Dataset content:
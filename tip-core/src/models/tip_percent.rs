use std::fmt;

use rust_decimal::Decimal;
use rust_decimal::prelude::ToPrimitive;
use serde::{Deserialize, Serialize};

/// A tip percentage in the closed range `[0, 30]`.
///
/// The slider that drives this value has a stop every 5 percent
/// (0, 5, 10, 15, 20, 25, 30). [`TipPercent::new`] accepts any value and
/// clamps it; [`TipPercent::from_slider`] additionally snaps to a stop.
#[derive(Debug, Clone, Copy, PartialEq, Eq, PartialOrd, Ord, Hash, Serialize, Deserialize)]
pub struct TipPercent(Decimal);

impl TipPercent {
    pub const MIN: Decimal = Decimal::ZERO;
    pub const MAX: Decimal = Decimal::from_parts(30, 0, 0, false, 0);
    /// Distance between two slider stops.
    pub const STEP: Decimal = Decimal::from_parts(5, 0, 0, false, 0);
    /// Number of positions the slider can rest on.
    pub const STOPS: usize = 7;

    pub fn new(value: Decimal) -> Self {
        Self(value.clamp(Self::MIN, Self::MAX))
    }

    /// Converts a raw slider position into a percentage.
    ///
    /// Out-of-range positions are clamped, non-finite ones become 0, and the
    /// result is snapped to the nearest stop.
    pub fn from_slider(position: f32) -> Self {
        if !position.is_finite() {
            return Self(Self::MIN);
        }
        let step = 5.0_f32;
        let clamped = position.clamp(0.0, 30.0);
        let stop = (clamped / step).round() as u32;
        Self::new(Decimal::from(stop) * Self::STEP)
    }

    pub fn value(&self) -> Decimal {
        self.0
    }

    /// Integer part of the percentage, as shown next to the slider.
    pub fn whole_percent(&self) -> u32 {
        self.0.trunc().to_u32().unwrap_or(0)
    }

    /// Index of the nearest slider stop, `0..STOPS`.
    pub fn stop_index(&self) -> usize {
        (self.0 / Self::STEP).round().to_usize().unwrap_or(0)
    }
}

impl Default for TipPercent {
    fn default() -> Self {
        Self(Decimal::from_parts(15, 0, 0, false, 0))
    }
}

impl From<Decimal> for TipPercent {
    fn from(value: Decimal) -> Self {
        Self::new(value)
    }
}

impl fmt::Display for TipPercent {
    fn fmt(
        &self,
        f: &mut fmt::Formatter<'_>,
    ) -> fmt::Result {
        write!(f, "{}%", self.whole_percent())
    }
}
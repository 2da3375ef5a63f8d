use std::path::PathBuf;
use std::sync::Arc;

use anyhow::Context;
use clap::Parser;
use tip_core::TipEngine;
use tokio::io::BufReader;
use tracing::{debug, info};

use tip_ui::{AppConfig, InteractionController, LogFocus, logging, render_screen, session};

// ─── CLI definition ──────────────────────────────────────────────────────────

/// Tip calculator.
///
/// Prints the tip for a bill once, or with `--interactive` reads input
/// events from stdin and redraws the screen after every change.
#[derive(Debug, Parser)]
#[command(version)]
struct Cli {
    /// Bill amount as typed; text that is not a number counts as zero.
    #[arg(long, default_value = "", allow_hyphen_values = true)]
    amount: String,

    /// Tip percentage, 0 to 30 in steps of 5.
    #[arg(long, allow_hyphen_values = true)]
    percent: Option<f32>,

    /// Round the tip up to the next whole currency unit.
    #[arg(long)]
    round_up: bool,

    /// Currency locale (en-US, en-GB, de-DE, fr-FR, ja-JP).
    #[arg(long)]
    locale: Option<String>,

    /// TOML configuration file.
    #[arg(long)]
    config: Option<PathBuf>,

    /// Read commands from stdin instead of printing once.
    #[arg(short, long)]
    interactive: bool,

    /// Log filter, e.g. `debug` or `info,tip_ui=trace`. Overrides `RUST_LOG`.
    #[arg(long)]
    log_level: Option<String>,

    /// Also append logs to this file.
    #[arg(long)]
    log_file: Option<PathBuf>,
}

// ─── entry point ─────────────────────────────────────────────────────────────

#[tokio::main(flavor = "current_thread")]
async fn main() -> anyhow::Result<()> {
    logging::init_default_logging();

    let cli = Cli::parse();

    if let Some(level) = &cli.log_level {
        logging::set_log_level(level)?;
    }
    if let Some(path) = &cli.log_file {
        logging::enable_file_logging(path)?;
    }

    let config = match &cli.config {
        Some(path) => AppConfig::load(path)?,
        None => AppConfig::default(),
    };
    debug!(?config, "configuration");

    let locale = cli.locale.as_deref().unwrap_or(&config.locale);
    let format = config
        .resolve_currency(cli.locale.as_deref())
        .with_context(|| format!("cannot format currency for locale '{locale}'"))?;

    let controller = InteractionController::new(TipEngine::new(format), Arc::new(LogFocus))
        .with_reset_delay(config.press_reset_delay());
    controller.set_tip_percent(cli.percent.unwrap_or(config.default_tip_percent));
    controller.set_round_up(cli.round_up);
    controller.set_bill_input(cli.amount);

    if cli.interactive {
        logging::set_stdout_enabled(false)?;
        info!(locale, "starting interactive session");
        session::run_session(
            &controller,
            BufReader::new(tokio::io::stdin()),
            tokio::io::stdout(),
        )
        .await?;
    } else {
        print!("{}", render_screen(&controller.snapshot()));
    }

    Ok(())
}
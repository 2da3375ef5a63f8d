pub mod calculations;
pub mod currency;
pub mod models;
pub mod parse;

pub use calculations::{TipEngine, calculate_tip, compute_tip};
pub use currency::{CurrencyError, CurrencyFormat, CurrencyFormatter, SymbolPosition};
pub use models::*;
pub use parse::parse_bill_amount;
use crate::core::units::MONTHS_PER_YEAR;
use crate::errors::{BipvError, RowError};
use chrono::{Datelike, NaiveDate};
use csv::{ReaderBuilder, Trim};
use serde::{Deserialize, Serialize};
use std::collections::BTreeSet;
use std::io::Read;
use tracing::warn;

const COLUMN_DATE: &str = "Date";
const COLUMN_CONSUMPTION: &str = "Consumption";
const DATE_FORMAT: &str = "%Y-%m-%d";
const FILE_KIND: &str = "historical energy";

#[derive(Clone, Debug, Deserialize, PartialEq, Serialize)]
pub struct EnergyRecord {
    pub date: NaiveDate,
    /// kWh
    pub consumption: f64,
    /// deg C
    pub temperature: Option<f64>,
    /// %
    pub humidity: Option<f64>,
    pub solar_irradiance: Option<f64>,
    /// %
    pub occupancy: Option<f64>,
}

#[derive(Clone, Debug, Deserialize, PartialEq, Serialize)]
pub struct EnergyHistory {
    pub records: Vec<EnergyRecord>,
    pub skipped_rows: Vec<RowError>,
    /// kWh for a typical year, January to December
    pub monthly_demand: [f64; 12],
}

impl EnergyHistory {
    pub fn annual_demand(&self) -> f64 {
        crate::core::units::sum_monthly(&self.monthly_demand)
    }
}

#[derive(Debug, Deserialize)]
struct EnergyRow {
    #[serde(rename = "Date")]
    date: String,
    #[serde(rename = "Consumption", deserialize_with = "csv::invalid_option")]
    consumption: Option<f64>,
    #[serde(rename = "Temperature", default, deserialize_with = "csv::invalid_option")]
    temperature: Option<f64>,
    #[serde(rename = "Humidity", default, deserialize_with = "csv::invalid_option")]
    humidity: Option<f64>,
    #[serde(
        rename = "Solar_Irradiance",
        default,
        deserialize_with = "csv::invalid_option"
    )]
    solar_irradiance: Option<f64>,
    #[serde(rename = "Occupancy", default, deserialize_with = "csv::invalid_option")]
    occupancy: Option<f64>,
}

impl EnergyRow {
    fn into_record(self, row: usize) -> Result<EnergyRecord, RowError> {
        let date = NaiveDate::parse_from_str(&self.date, DATE_FORMAT).map_err(|_| {
            RowError::new(row, format!("could not parse date '{}'", self.date))
        })?;
        let consumption = self
            .consumption
            .filter(|value| value.is_finite())
            .ok_or_else(|| RowError::new(row, "consumption is missing or not a number"))?;
        if consumption < 0. {
            return Err(RowError::new(
                row,
                format!("consumption cannot be negative, got {consumption}"),
            ));
        }

        Ok(EnergyRecord {
            date,
            consumption,
            temperature: self.temperature,
            humidity: self.humidity,
            solar_irradiance: self.solar_irradiance,
            occupancy: self.occupancy,
        })
    }
}

/// Read historical consumption data from CSV. Rows whose date or consumption cannot be read are
/// skipped and reported in [`EnergyHistory::skipped_rows`].
pub fn energy_history_from_csv(file: impl Read) -> Result<EnergyHistory, BipvError> {
    let mut reader = ReaderBuilder::new()
        .trim(Trim::All)
        .flexible(true)
        .from_reader(file);

    let headers = reader.headers()?.clone();
    for column in [COLUMN_DATE, COLUMN_CONSUMPTION] {
        if !headers.iter().any(|header| header == column) {
            return Err(BipvError::MissingColumn {
                column,
                file_kind: FILE_KIND,
            });
        }
    }

    let mut records = vec![];
    let mut skipped_rows = vec![];
    for (idx, result) in reader.deserialize::<EnergyRow>().enumerate() {
        // header is line 1
        let row = idx + 2;
        let parsed = result
            .map_err(|err| RowError::new(row, err.to_string()))
            .and_then(|energy_row| energy_row.into_record(row));
        match parsed {
            Ok(record) => records.push(record),
            Err(err) => {
                warn!("skipping energy data {err}");
                skipped_rows.push(err);
            }
        }
    }

    Ok(EnergyHistory {
        monthly_demand: monthly_demand(&records),
        records,
        skipped_rows,
    })
}

/// Total consumption per calendar month, averaged over the years in which that month appears.
pub fn monthly_demand(records: &[EnergyRecord]) -> [f64; 12] {
    let mut totals = [0.; MONTHS_PER_YEAR];
    let mut years: [BTreeSet<i32>; MONTHS_PER_YEAR] = Default::default();

    for record in records {
        let month = record.date.month0() as usize;
        totals[month] += record.consumption;
        years[month].insert(record.date.year());
    }

    std::array::from_fn(|month| match years[month].len() {
        0 => 0.,
        year_count => totals[month] / year_count as f64,
    })
}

Exercise objective:
Extract every line from the records above that contains the word "percentage".

Solution to this task:
/// A tip percentage in the closed range `[0, 30]`.
    /// Converts a raw slider position into a percentage.
    /// Integer part of the percentage, as shown next to the slider.
    /// Tip percentage, 0 to 30 in steps of 5.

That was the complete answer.